### ASSIGNED TASK
Your task is to retype the listing word for word.

++++++++++

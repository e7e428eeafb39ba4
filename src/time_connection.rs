use std::time::{Duration, Instant};

/// A physical connection together with the instants the pool tracks for it.
#[derive(Debug)]
pub struct TimeConnection<C> {
    pub connection: C,
    created_at: Instant,
    last_used: Instant,
}

impl<C> TimeConnection<C> {
    pub fn new(connection: C) -> Self {
        let now = Instant::now();
        Self {
            connection,
            created_at: now,
            last_used: now,
        }
    }

    /// Time since the driver opened this connection.
    #[inline]
    pub fn age(&self) -> Duration {
        self.created_at.elapsed()
    }

    /// Time since the connection was last checked in.
    #[inline]
    pub fn idle_for(&self) -> Duration {
        self.last_used.elapsed()
    }

    #[inline]
    pub(crate) fn touch(&mut self) {
        self.last_used = Instant::now();
    }

    #[inline]
    pub fn into_connection(self) -> C {
        self.connection
    }
}
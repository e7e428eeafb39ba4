use std::time::Duration;
use thiserror::Error;

pub type BoxError = Box<dyn std::error::Error + Send + Sync + 'static>;

pub type Result<T, E = Error> = std::result::Result<T, E>;

/// Everything a caller of the pool can observe.
///
/// Liveness failures on release and overload are absorbed by the pool and
/// never show up here.
#[derive(Debug, Error)]
pub enum Error {
    /// Malformed settings or an alias nobody configured.
    #[error("improperly configured: {0}")]
    Config(String),

    /// The driver rejected the target outright (credentials, missing database,
    /// unreachable at pool creation). Never retried.
    #[error("fatal error for alias `{alias}`: {source}")]
    Fatal {
        alias: String,
        #[source]
        source: BoxError,
    },

    /// A failure worth trying again (refused connection, network blip,
    /// server connection ceiling).
    #[error("transient error for alias `{alias}`: {source}")]
    Transient {
        alias: String,
        #[source]
        source: BoxError,
    },

    /// No connection or slot freed up before the deadline.
    #[error("timed out after {0:?} waiting for a connection")]
    Timeout(Duration),

    /// The pool stopped accepting acquisitions while the call was in flight.
    #[error("pool for alias `{0}` is draining")]
    Draining(String),

    #[error("gave up after {attempts} attempts: {source}")]
    RetriesExhausted {
        attempts: u32,
        #[source]
        source: Box<Error>,
    },
}

impl Error {
    pub fn is_fatal(&self) -> bool {
        matches!(self, Error::Config(_) | Error::Fatal { .. })
    }

    /// Timeouts are retried only when [`crate::retry::RetryPolicy`] asks for it.
    pub fn is_retryable(&self) -> bool {
        matches!(self, Error::Transient { .. } | Error::Draining(_))
    }

    pub fn is_timeout(&self) -> bool {
        matches!(self, Error::Timeout(_))
    }

    pub(crate) fn connect<E>(alias: &str, fatal: bool, e: E) -> Self
    where
        E: std::error::Error + Send + Sync + 'static,
    {
        let source: BoxError = Box::new(e);
        if fatal {
            Error::Fatal {
                alias: alias.to_string(),
                source,
            }
        } else {
            Error::Transient {
                alias: alias.to_string(),
                source,
            }
        }
    }
}

#[cfg(test)]
mod test {
    use super::*;
    use std::io;

    #[test]
    fn test_classification() {
        let e = Error::connect("default", false, io::Error::from(io::ErrorKind::ConnectionRefused));
        assert!(e.is_retryable());
        assert!(!e.is_fatal());

        let e = Error::connect("default", true, io::Error::from(io::ErrorKind::PermissionDenied));
        assert!(e.is_fatal());
        assert!(!e.is_retryable());

        assert!(Error::Draining("default".into()).is_retryable());
        assert!(Error::Config("x".into()).is_fatal());
        assert!(!Error::Timeout(Duration::from_millis(5)).is_retryable());
        assert!(Error::Timeout(Duration::from_millis(5)).is_timeout());
    }

    #[test]
    fn test_display() {
        let e = Error::RetriesExhausted {
            attempts: 3,
            source: Box::new(Error::Draining("replica".into())),
        };
        assert_eq!(
            e.to_string(),
            "gave up after 3 attempts: pool for alias `replica` is draining"
        );
    }
}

++++++++++

### ANSWER TO THIS TASK
repository e7e428eeafb39ba4
filename src/time_connection.rs
use std::time::{Duration, Instant};

/// A physical connection together with the instants the pool tracks for it.
#[derive(Debug)]
pub struct TimeConnection<C> {
    pub connection: C,
    created_at: Instant,
    last_used: Instant,
}

impl<C> TimeConnection<C> {
    pub fn new(connection: C) -> Self {
        let now = Instant::now();
        Self {
            connection,
            created_at: now,
            last_used: now,
        }
    }

    /// Time since the driver opened this connection.
    #[inline]
    pub fn age(&self) -> Duration {
        self.created_at.elapsed()
    }

    /// Time since the connection was last checked in.
    #[inline]
    pub fn idle_for(&self) -> Duration {
        self.last_used.elapsed()
    }

    #[inline]
    pub(crate) fn touch(&mut self) {
        self.last_used = Instant::now();
    }

    #[inline]
    pub fn into_connection(self) -> C {
        self.connection
    }
}
repository e7e428eeafb39ba4
use std::time::Duration;
use thiserror::Error;

pub type BoxError = Box<dyn std::error::Error + Send + Sync + 'static>;

pub type Result<T, E = Error> = std::result::Result<T, E>;

/// Everything a caller of the pool can observe.
///
/// Liveness failures on release and overload are absorbed by the pool and
/// never show up here.
#[derive(Debug, Error)]
pub enum Error {
    /// Malformed settings or an alias nobody configured.
    #[error("improperly configured: {0}")]
    Config(String),

    /// The driver rejected the target outright (credentials, missing database,
    /// unreachable at pool creation). Never retried.
    #[error("fatal error for alias `{alias}`: {source}")]
    Fatal {
        alias: String,
        #[source]
        source: BoxError,
    },

    /// A failure worth trying again (refused connection, network blip,
    /// server connection ceiling).
    #[error("transient error for alias `{alias}`: {source}")]
    Transient {
        alias: String,
        #[source]
        source: BoxError,
    },

    /// No connection or slot freed up before the deadline.
    #[error("timed out after {0:?} waiting for a connection")]
    Timeout(Duration),

    /// The pool stopped accepting acquisitions while the call was in flight.
    #[error("pool for alias `{0}` is draining")]
    Draining(String),

    #[error("gave up after {attempts} attempts: {source}")]
    RetriesExhausted {
        attempts: u32,
        #[source]
        source: Box<Error>,
    },
}

impl Error {
    pub fn is_fatal(&self) -> bool {
        matches!(self, Error::Config(_) | Error::Fatal { .. })
    }

    /// Timeouts are retried only when [`crate::retry::RetryPolicy`] asks for it.
    pub fn is_retryable(&self) -> bool {
        matches!(self, Error::Transient { .. } | Error::Draining(_))
    }

    pub fn is_timeout(&self) -> bool {
        matches!(self, Error::Timeout(_))
    }

    pub(crate) fn connect<E>(alias: &str, fatal: bool, e: E) -> Self
    where
        E: std::error::Error + Send + Sync + 'static,
    {
        let source: BoxError = Box::new(e);
        if fatal {
            Error::Fatal {
                alias: alias.to_string(),
                source,
            }
        } else {
            Error::Transient {
                alias: alias.to_string(),
                source,
            }
        }
    }
}

#[cfg(test)]
mod test {
    use super::*;
    use std::io;

    #[test]
    fn test_classification() {
        let e = Error::connect("default", false, io::Error::from(io::ErrorKind::ConnectionRefused));
        assert!(e.is_retryable());
        assert!(!e.is_fatal());

        let e = Error::connect("default", true, io::Error::from(io::ErrorKind::PermissionDenied));
        assert!(e.is_fatal());
        assert!(!e.is_retryable());

        assert!(Error::Draining("default".into()).is_retryable());
        assert!(Error::Config("x".into()).is_fatal());
        assert!(!Error::Timeout(Duration::from_millis(5)).is_retryable());
        assert!(Error::Timeout(Duration::from_millis(5)).is_timeout());
    }

    #[test]
    fn test_display() {
        let e = Error::RetriesExhausted {
            attempts: 3,
            source: Box::new(Error::Draining("replica".into())),
        };
        assert_eq!(
            e.to_string(),
            "gave up after 3 attempts: pool for alias `replica` is draining"
        );
    }
}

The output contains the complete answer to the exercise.